Historically, printed electronics technologies have nurtured a close relationship with the automotive sector, with printed force sensors pioneering passenger safety through seat occupancy and seatbelt detection. As such, the automotive sector continues to represent the lion’s share of the global printed and flexible sensor market, which IDTechEx’s report on the topic evaluates as worth US$421M in 2024. However, if the automotive sector is to continue to be a reliable revenue stream, printed electronics technology providers must adapt to address the emerging technical challenges facing future mobility.
Augmenting autonomous vehicles with printed electronics
As vehicle autonomy levels advance, the increasing number and distribution of spatial mapping sensors required will need continuous performance improvements to ensure passenger safety. Emerging printed electronics technologies can augment these sensors, extending detection bandwidth and maximizing reliability during operation.
Transparent conductive films (TCFs) are being developed to heat and defog LiDAR sensor panels, ensuring the function is unperturbed by external environmental conditions. Properties such as high transparency and low haze are important for defogging. These properties can be easily tuned using the wide variety of material options available for TCFs, including carbon nanotubes and silver nanowires.
IDTechEx identifies printed heating as a leading application of transparent conductive films. This is attributed to diminishing growth prospects in capacitive touch sensing applications. Innovations in thin film coating techniques have enabled indium tin oxide (ITO) to dominate touch sensing applications, all but displacing TCFs completely.
Looking towards the future, printed electronics technologies could play a more active role in advanced autonomous driving. Emerging semiconductive materials, such as quantum dots, printed directly onto conventional silicon image sensor arrays can extend detection range and sensitivity deeper into the infrared region. Augmenting existing image sensor technology with enhanced spectral range could facilitate the competition of hybrid silicon sensors with established InGaAs detectors.
Printed sensors promise granularized battery health monitoring
Vehicle electrification is driving the sustained development and evolution of electronic management systems, particularly in the battery and electric drivetrain. A strong market pull exists for technologies that increase vehicle efficiency, range, and lifetime while reducing recharge times.

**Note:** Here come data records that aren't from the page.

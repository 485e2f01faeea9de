//! Walk-forward confidence: historical hit rate of the trend rule.
//!
//! For every step `i` in the evaluation window the trend is recomputed from the
//! closes known at `i` (inclusive) and compared with the move to `i + 1`. Steps
//! where the trend is undetermined or the next move is under 0.1% are skipped.
//! With fewer than 25 qualifying trials the estimate is the fixed floor.
//!
//! This is an accuracy proxy for the trend rule over the same history, not a
//! forecast.

use serde::Serialize;

use crate::domain::{round_to, CONFIDENCE_FLOOR};
use crate::indicators::compute_trend;

pub const DEFAULT_MAX_TRADES: usize = 260;

/// First index ever evaluated; earlier steps lack enough warmup history.
const WARMUP_INDEX: usize = 220;
const MIN_TRIALS: usize = 25;
/// Next-step moves smaller than this fraction of the close are noise.
const NOISE_FRACTION: f64 = 0.001;

/// Raw walk-forward counts.
#[derive(Debug, Clone, Copy, PartialEq, Eq, Default, Serialize)]
pub struct BacktestTally {
    pub trials: usize,
    pub hits: usize,
}

impl BacktestTally {
    /// Confidence percentage, or the floor for an undersized sample.
    pub fn confidence_pct(&self) -> f64 {
        if self.trials < MIN_TRIALS {
            return CONFIDENCE_FLOOR;
        }
        round_to(self.hits as f64 / self.trials as f64 * 100.0, 2)
    }
}

/// Index of the first evaluated step: `max(220, len - max_trades - 2)`.
pub fn window_start(len: usize, max_trades: usize) -> usize {
    WARMUP_INDEX.max(len.saturating_sub(max_trades + 2))
}

/// Run the walk-forward simulation and return the raw counts.
pub fn backtest_trend(closes: &[f64], max_trades: usize) -> BacktestTally {
    let mut tally = BacktestTally::default();
    if closes.len() < 2 {
        return tally;
    }

    for i in window_start(closes.len(), max_trades)..closes.len() - 1 {
        let Ok(reading) = compute_trend(&closes[..=i]) else {
            continue;
        };

        let current = closes[i];
        let next = closes[i + 1];
        if current == 0.0 || ((next - current) / current).abs() < NOISE_FRACTION {
            continue;
        }

        tally.trials += 1;
        if reading.direction.is_hit(current, next) {
            tally.hits += 1;
        }
    }

    tally
}

/// Confidence in `[0, 100]`, rounded to two decimals, or exactly 55.0 when
/// fewer than 25 trials qualify.
pub fn estimate_confidence(closes: &[f64], max_trades: usize) -> f64 {
    backtest_trend(closes, max_trades).confidence_pct()
}

#[cfg(test)]
mod tests {
    use super::*;
    use crate::indicators::geometric_closes;

    #[test]
    fn window_start_clamps_to_warmup() {
        assert_eq!(window_start(300, 260), 220);
        assert_eq!(window_start(600, 260), 338);
        assert_eq!(window_start(10, 260), 220);
    }

    #[test]
    fn short_history_returns_floor() {
        let closes = geometric_closes(100.0, 0.01, 210);
        assert_eq!(estimate_confidence(&closes, DEFAULT_MAX_TRADES), CONFIDENCE_FLOOR);
        assert_eq!(estimate_confidence(&[], DEFAULT_MAX_TRADES), CONFIDENCE_FLOOR);
    }

    #[test]
    fn steady_uptrend_hits_every_trial() {
        // 300 closes: steps 220..=298 → 79 trials, all LONG and all up.
        let closes = geometric_closes(100.0, 0.01, 300);
        let tally = backtest_trend(&closes, DEFAULT_MAX_TRADES);
        assert_eq!(tally.trials, 79);
        assert_eq!(tally.hits, 79);
        assert_eq!(tally.confidence_pct(), 100.0);
    }

    #[test]
    fn noise_moves_are_skipped() {
        // 0.05% steps are below the 0.1% noise filter.
        let closes = geometric_closes(100.0, 0.0005, 300);
        let tally = backtest_trend(&closes, DEFAULT_MAX_TRADES);
        assert_eq!(tally.trials, 0);
        assert_eq!(estimate_confidence(&closes, DEFAULT_MAX_TRADES), CONFIDENCE_FLOOR);
    }

    #[test]
    fn alternating_moves_score_between_bounds() {
        // Uptrend with a pullback every third step.
        let mut closes = vec![100.0];
        for i in 1..320 {
            let prev: f64 = closes[i - 1];
            let step = if i % 3 == 0 { -0.01 } else { 0.015 };
            closes.push(prev * (1.0 + step));
        }
        let tally = backtest_trend(&closes, DEFAULT_MAX_TRADES);
        assert!(tally.trials >= 25);
        let pct = tally.confidence_pct();
        assert!(pct > 0.0 && pct < 100.0, "pct = {pct}");
        assert_eq!(pct, round_to(pct, 2));
    }

    #[test]
    fn max_trades_limits_the_window() {
        let closes = geometric_closes(100.0, 0.01, 600);
        let tally = backtest_trend(&closes, 100);
        // start = max(220, 600 - 102) = 498 → steps 498..=598
        assert_eq!(tally.trials, 101);
    }

    #[test]
    fn deterministic() {
        let closes = geometric_closes(20.0, 0.007, 320);
        assert_eq!(
            estimate_confidence(&closes, DEFAULT_MAX_TRADES),
            estimate_confidence(&closes, DEFAULT_MAX_TRADES)
        );
    }
}
use std::sync::Once;
use std::time::Duration;

use futures_util::TryStreamExt;
use tempdir::TempDir;
use vfs_store::{
    Backend, BlobFS, BlobKind, CancellationToken, FileHandle, FileStore, ShareFS, Store,
    StoreConfig, StoreError, open_store,
};

fn init_tracing() {
    use tracing_subscriber::{EnvFilter, fmt, layer::SubscriberExt, util::SubscriberInitExt};

    static INIT: Once = Once::new();
    INIT.call_once(|| {
        let _ = tracing_subscriber::registry()
            .with(EnvFilter::from_default_env())
            .with(fmt::layer().with_test_writer())
            .try_init();
    });
}

/// One store per backend. The temp dir keeps the disk store's root alive.
struct Fixture {
    name: &'static str,
    store: Box<dyn FileStore>,
    _dir: Option<TempDir>,
}

fn fixtures() -> Vec<Fixture> {
    init_tracing();

    let dir = TempDir::new("vfs_store_it").unwrap();
    let disk_config = StoreConfig::new(dir.path().to_str().unwrap())
        .with_copy_poll_interval(Duration::from_millis(1));
    let memory_config = StoreConfig::new("/data").with_copy_poll_interval(Duration::from_millis(1));

    let blob = BlobFS::new(BlobKind::Block)
        .with_page_size(2)
        .with_empty_pages(true)
        .with_copy_latency(2);
    let share = ShareFS::new().with_page_size(2);

    vec![
        Fixture {
            name: "disk",
            store: open_store(&disk_config, Backend::Disk).unwrap(),
            _dir: Some(dir),
        },
        Fixture {
            name: "blob",
            store: Box::new(Store::new(blob, &memory_config).unwrap()),
            _dir: None,
        },
        Fixture {
            name: "share",
            store: Box::new(Store::new(share, &memory_config).unwrap()),
            _dir: None,
        },
    ]
}

async fn read_text(store: &dyn FileStore, path: &str) -> String {
    store
        .get_file_stream(path, &CancellationToken::none())
        .await
        .unwrap()
        .read_to_string()
        .await
        .unwrap()
}

async fn list_names(store: &dyn FileStore, path: &str) -> Vec<String> {
    let listing = store
        .get_directory_contents(path, &CancellationToken::none())
        .await
        .unwrap();
    let mut names: Vec<String> = listing
        .collect()
        .await
        .unwrap()
        .iter()
        .map(|entry: &FileHandle| entry.name().to_string())
        .collect();
    names.sort();
    names
}

#[tokio::test]
async fn test_text_and_binary_round_trip() {
    let cancel = CancellationToken::none();
    let binary: Vec<u8> = (0..=255u8).cycle().take(4096).collect();

    for fixture in fixtures() {
        let store = fixture.store.as_ref();

        store.save_text("notes/hello.txt", "héllo wörld", &cancel).await.unwrap();
        assert_eq!(read_text(store, "notes/hello.txt").await, "héllo wörld", "{}", fixture.name);

        let mut content = &binary[..];
        store.save_file("bin/data.bin", &mut content, &cancel).await.unwrap();
        let read = store
            .get_file_stream("bin/data.bin", &cancel)
            .await
            .unwrap()
            .read_to_end()
            .await
            .unwrap();
        assert_eq!(read, binary, "{}", fixture.name);

        let info = store.get_file_info("bin/data.bin", &cancel).await.unwrap();
        assert!(info.is_file(), "{}", fixture.name);
        assert_eq!(info.length(), 4096, "{}", fixture.name);
        assert_eq!(info.path(), Some("bin/data.bin"), "{}", fixture.name);
    }
}

#[tokio::test]
async fn test_missing_file_queries() {
    let cancel = CancellationToken::none();

    for fixture in fixtures() {
        let store = fixture.store.as_ref();

        let info = store.get_file_info("missing/file.txt", &cancel).await.unwrap();
        assert!(!info.exists(), "{}", fixture.name);
        assert_eq!(info.name(), "missing/file.txt", "{}", fixture.name);

        let listing = store.get_directory_contents("missing", &cancel).await.unwrap();
        assert!(!listing.exists(), "{}", fixture.name);

        let err = store.get_file_stream("missing/file.txt", &cancel).await.err();
        assert!(matches!(err, Some(StoreError::NotFound(_))), "{}", fixture.name);
    }
}

#[tokio::test]
async fn test_delete_file_is_idempotent() {
    let cancel = CancellationToken::none();

    for fixture in fixtures() {
        let store = fixture.store.as_ref();
        store.save_text("a.txt", "a", &cancel).await.unwrap();

        store.delete_file("a.txt", &cancel).await.unwrap();
        store.delete_file("a.txt", &cancel).await.unwrap();
        store.delete_file("never/was.txt", &cancel).await.unwrap();

        assert!(!store.get_file_info("a.txt", &cancel).await.unwrap().exists(), "{}", fixture.name);
    }
}

#[tokio::test]
async fn test_listing_spans_pages() {
    let cancel = CancellationToken::none();

    for fixture in fixtures() {
        let store = fixture.store.as_ref();
        for name in ["a", "b", "c", "d", "e"] {
            store.save_text(&format!("dir/{name}.txt"), name, &cancel).await.unwrap();
        }
        store.save_text("dir/sub/deep.txt", "deep", &cancel).await.unwrap();

        assert_eq!(
            list_names(store, "dir").await,
            vec!["a.txt", "b.txt", "c.txt", "d.txt", "e.txt", "sub"],
            "{}",
            fixture.name
        );

        let listing = store.get_directory_contents("dir/sub", &cancel).await.unwrap();
        assert!(listing.exists(), "{}", fixture.name);
        assert_eq!(listing.name(), "sub", "{}", fixture.name);
        let entries: Vec<FileHandle> = listing.into_stream().try_collect().await.unwrap();
        assert_eq!(entries.len(), 1, "{}", fixture.name);
        assert_eq!(entries[0].path(), Some("dir/sub/deep.txt"), "{}", fixture.name);
    }
}

#[tokio::test]
async fn test_recursive_delete() {
    let cancel = CancellationToken::none();

    for fixture in fixtures() {
        let store = fixture.store.as_ref();
        let leaves = [
            "tree/1.txt",
            "tree/a/2.txt",
            "tree/a/3.txt",
            "tree/a/b/4.txt",
            "tree/a/b/c/5.txt",
            "tree/d/6.txt",
            "keep/7.txt",
        ];
        for leaf in leaves {
            store.save_text(leaf, leaf, &cancel).await.unwrap();
        }

        store.delete_directory("tree", &cancel).await.unwrap();

        let listing = store.get_directory_contents("tree", &cancel).await.unwrap();
        let remaining = if listing.exists() {
            listing.collect().await.unwrap().len()
        } else {
            0
        };
        assert_eq!(remaining, 0, "{}", fixture.name);
        for leaf in &leaves[..6] {
            assert!(!store.get_file_info(leaf, &cancel).await.unwrap().exists(), "{}", fixture.name);
        }
        assert!(store.get_file_info("keep/7.txt", &cancel).await.unwrap().exists(), "{}", fixture.name);

        // a second delete is a no-op
        store.delete_directory("tree", &cancel).await.unwrap();
    }
}

#[tokio::test]
async fn test_delete_root_contents() {
    let cancel = CancellationToken::none();

    for fixture in fixtures() {
        let store = fixture.store.as_ref();
        store.save_text("x/y.txt", "y", &cancel).await.unwrap();
        store.save_text("z.txt", "z", &cancel).await.unwrap();

        store.delete_directory("", &cancel).await.unwrap();

        assert!(list_names(store, "").await.is_empty(), "{}", fixture.name);
        // the root itself survives and stays writable
        store.save_text("again.txt", "ok", &cancel).await.unwrap();
    }
}

#[tokio::test]
async fn test_copy_and_rename() {
    let cancel = CancellationToken::none();

    for fixture in fixtures() {
        let store = fixture.store.as_ref();
        store.save_text("src/a.txt", "payload", &cancel).await.unwrap();
        store.save_text("dst/existing.txt", "old", &cancel).await.unwrap();

        store.copy_file("src/a.txt", "copies/a.txt", &cancel).await.unwrap();
        assert_eq!(read_text(store, "copies/a.txt").await, "payload", "{}", fixture.name);
        assert_eq!(read_text(store, "src/a.txt").await, "payload", "{}", fixture.name);

        store.rename_file("src/a.txt", "dst/existing.txt", &cancel).await.unwrap();
        assert_eq!(read_text(store, "dst/existing.txt").await, "payload", "{}", fixture.name);
        assert!(!store.get_file_info("src/a.txt", &cancel).await.unwrap().exists(), "{}", fixture.name);

        let err = store.rename_file("src/a.txt", "dst/b.txt", &cancel).await.unwrap_err();
        assert!(
            matches!(err, StoreError::NotFound(_) | StoreError::TransferFailed { .. }),
            "{}",
            fixture.name
        );
        assert!(!store.get_file_info("dst/b.txt", &cancel).await.unwrap().exists(), "{}", fixture.name);
    }
}

#[tokio::test]
async fn test_copy_onto_itself_keeps_content() {
    let cancel = CancellationToken::none();

    for fixture in fixtures() {
        let store = fixture.store.as_ref();
        store.save_text("a.txt", "payload", &cancel).await.unwrap();

        store.copy_file("a.txt", "./a.txt", &cancel).await.unwrap();
        assert_eq!(read_text(store, "a.txt").await, "payload", "{}", fixture.name);

        store.rename_file("a.txt", "sub/../a.txt", &cancel).await.unwrap();
        assert_eq!(read_text(store, "a.txt").await, "payload", "{}", fixture.name);

        let err = store.copy_file("gone.txt", "./gone.txt", &cancel).await.unwrap_err();
        assert!(matches!(err, StoreError::NotFound(_)), "{}", fixture.name);
    }
}

#[tokio::test]
async fn test_failed_blob_copy_keeps_source() {
    let cancel = CancellationToken::none();
    let config = StoreConfig::new("/").with_copy_poll_interval(Duration::ZERO);
    let store = Store::new(BlobFS::new(BlobKind::Block).with_copy_latency(1), &config).unwrap();
    store.provider().fail_copies_to("b.txt");

    store.save_text("a.txt", "a", &cancel).await.unwrap();
    let err = store.rename_file("a.txt", "b.txt", &cancel).await.unwrap_err();

    assert!(matches!(err, StoreError::TransferFailed { .. }));
    assert!(store.get_file_info("a.txt", &cancel).await.unwrap().exists());
    assert!(!store.get_file_info("b.txt", &cancel).await.unwrap().exists());
}

#[tokio::test]
async fn test_sandbox_escapes_rejected() {
    let cancel = CancellationToken::none();

    for fixture in fixtures() {
        let store = fixture.store.as_ref();

        let err = store.save_text("../../etc/passwd", "x", &cancel).await.unwrap_err();
        assert!(matches!(err, StoreError::PathEscapesRoot(_)), "{}", fixture.name);

        let err = store.get_file_info("/etc/passwd", &cancel).await.unwrap_err();
        assert!(matches!(err, StoreError::InvalidPath(_)), "{}", fixture.name);

        let err = store.delete_directory("a/../../b", &cancel).await.unwrap_err();
        assert!(err.is_path_error(), "{}", fixture.name);

        let err = store.copy_file("ok.txt", "..\\escape.txt", &cancel).await.unwrap_err();
        assert!(matches!(err, StoreError::PathEscapesRoot(_)), "{}", fixture.name);
    }
}

#[tokio::test]
async fn test_cancellation() {
    for fixture in fixtures() {
        let store = fixture.store.as_ref();
        let live = CancellationToken::new();
        store.save_text("dir/a.txt", "a", &live).await.unwrap();

        let cancelled = CancellationToken::new();
        cancelled.cancel();

        let err = store.save_text("dir/b.txt", "b", &cancelled).await.unwrap_err();
        assert!(matches!(err, StoreError::Cancelled), "{}", fixture.name);
        assert!(!store.get_file_info("dir/b.txt", &live).await.unwrap().exists(), "{}", fixture.name);

        let err = store.delete_directory("dir", &cancelled).await.unwrap_err();
        assert!(matches!(err, StoreError::Cancelled), "{}", fixture.name);
        assert!(store.get_file_info("dir/a.txt", &live).await.unwrap().exists(), "{}", fixture.name);

        let err = store.copy_file("dir/a.txt", "dir/c.txt", &cancelled).await.unwrap_err();
        assert!(matches!(err, StoreError::Cancelled), "{}", fixture.name);

        // cancelling an open stream stops further reads
        let token = CancellationToken::new();
        let mut stream = store.get_file_stream("dir/a.txt", &token).await.unwrap();
        token.cancel();
        assert!(matches!(stream.read_to_end().await, Err(StoreError::Cancelled)), "{}", fixture.name);
    }
}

Printed pressure and temperature sensors measure battery cell swelling and thermal profiles, providing granularized physical data that can be used to optimize battery deployment and recharging. Moreover, hybrid printed sensors that combine integrated printed heating elements promise a solution to actively address battery temperature. IDTechEx estimates that printed sensor-enabled battery deployment and charging optimizations could be worth up to US$3000 in savings per vehicle.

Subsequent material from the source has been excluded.